A - Before co-founding the risk modeling company KatRisk LLC, I was Vice President of Model Development at Risk Management Solutions in Newark, CA leading a team of modelers and software engineers building and implementing catastrophe models. I worked for 7.5 years on the development of continental scale flood risk models in RMS and RMS' Next Generation risk modeling methodology. Before that, from 1999 to 2004, I was with the National Weather Service, NOAA/NCEP/EMC in Camp Springs, MD, where my main interest was data assimilation with real-time data, forecasting and hydrological modeling.

In terms of education, I received a Physics Diploma (Masters) from the Georg-August University in Goettingen (Germany) and a Ph.D. from Hamburg University (Germany) before working for 2 years as a postdoc at Princeton University. I received the 1999 Tison Award of the IAHS and have published numerous papers on risk modeling, hydrological modeling, model uncertainty, forecasting, data assimilation, and climate change.

Q - How did you get interested in Catastrophe Modeling?
A - I remember having a conversation with my brother (Gerrit Lohmann, Professor at AWI Bremerhaven in Germany) in 1998 about climate and extreme events. We thought about looking into this as a commercial enterprise. I then looked up what the marketplace was and found out pretty quickly (not surprisingly) that are companies working on this. I then applied to one of these companies, but it wasn't until 2004 that I started working for RMS, the current market leader in catastrophe modeling.

Q - What was the first data set you remember working with?

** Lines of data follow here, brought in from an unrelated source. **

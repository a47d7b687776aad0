//! Notification delivery for hot leads
//!
//! Channels: SMS and outbound voice via Twilio, email via Resend. All
//! best-effort; the workflow logs failures and never fails a turn over a
//! notification. Without credentials every channel degrades to a logged
//! mock, and a fully simulated notifier is available for development.

pub mod resend;
pub mod sales;
pub mod simulated;
pub mod twilio;

pub use resend::{ResendConfig, ResendMailer};
pub use sales::SalesNotifier;
pub use simulated::{SimulatedEvent, SimulatedNotifier};
pub use twilio::{TwilioClient, TwilioConfig};

use thiserror::Error;

/// Notification errors
#[derive(Error, Debug)]
pub enum NotifyError {
    #[error("Transport error: {0}")]
    Transport(String),

    #[error("Provider error: {0}")]
    Provider(String),

    #[error("Configuration error: {0}")]
    Configuration(String),
}

impl From<NotifyError> for lead_agent_core::Error {
    fn from(err: NotifyError) -> Self {
        lead_agent_core::Error::Notify(err.to_string())
    }
}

What did you do with it?
A - The first real data set I worked with was in 1992 when I was still a "real physicist". I did my Masters degree in high energy physics then and worked on Coherent Bremsstrahlung. It was a very interesting problem and I had a very good supervisor (Prof. Schumacher, Goettingen). I had written some code (in C) that would do quantum electrodynamic computations of high energy photons that were created by fast electrons hitting a diamond. After the results from the experiment at MAMI B in Mainz (Germany) came back and I saw that the computations matched almost exactly the predictions I was excited. We had run the experiment all night and in the morning I drove 250 miles back home (on an old Suzuki 400 motorcycle) to show these results to my professor. I still remember riding that bike for 4 hours -- tired, but happy!

Q - Was there a specific "aha" moment when you realized the power of data?
A - That came much later, and in a way that "aha moment" is still happening to me quite a lot today. Data was never too special for me, I always liked simple concepts and models that are able to reflect reality. I am now quite amazed by what is available out there and I always want to do more... It is quite an exciting time for people that like data and models. I feel we are only scratching the surface right now.

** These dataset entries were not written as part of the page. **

//! Axum route handlers for the Posting API.

use axum::{extract::State, Json};
use chrono::Utc;
use serde::Serialize;

use crate::errors::AppError;
use crate::jobs::models::JobCard;
use crate::posting::draft::{preview, JobDraft};
use crate::posting::prepare::{prepare_posting, PreparedPosting};
use crate::state::AppState;

#[derive(Serialize)]
#[serde(rename_all = "camelCase")]
pub struct PreviewResponse {
    pub draft_id: u32,
    pub jobs: Vec<JobCard>,
}

/// POST /api/v1/postings/preview
///
/// Returns the catalogue with the draft inserted, as the board would show it.
pub async fn handle_preview(
    State(state): State<AppState>,
    Json(draft): Json<JobDraft>,
) -> Json<PreviewResponse> {
    let now = Utc::now();
    let (draft_id, listings) = preview(&draft, &state.jobs, now.date_naive());
    Json(PreviewResponse {
        draft_id,
        jobs: listings
            .into_iter()
            .map(|job| JobCard::new(job, now))
            .collect(),
    })
}

/// POST /api/v1/postings/prepare
///
/// Analyses the draft and, unless the verdict blocks it, returns the
/// `postJob` arguments for the wallet to submit.
pub async fn handle_prepare(
    State(state): State<AppState>,
    Json(draft): Json<JobDraft>,
) -> Result<Json<PreparedPosting>, AppError> {
    let prepared = prepare_posting(
        &draft,
        &state.gateway,
        state.config.job_board_address.as_deref(),
    )
    .await?;
    Ok(Json(prepared))
}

Very interesting background - thanks for sharing the personal story - sounds like a memorable bike ride :) Let's talk in more detail about Catastrophe Modeling and how Big Data and Machine Learning are influencing the field...

Q - How is the rise of Big Data and Machine Learning changing the world of Catastrophe Modeling? What is possible now that wasn't 5-10 years ago?
A - I always find it interesting what "Big Data" really means in Catastrophe Modeling. I think many people largely think about Big Data as unstructured data that tracks behavior on the internet. Meteorologists and climate scientists have dealt with very similar problems and tools (EOF/PCA analysis is a good example) for a long time. I think BD and ML will change how we structure code and data, but the math behind will stay the same (or evolve slowly). There is a lot of well organized meteorological data and many smart people are using them for many different purposes.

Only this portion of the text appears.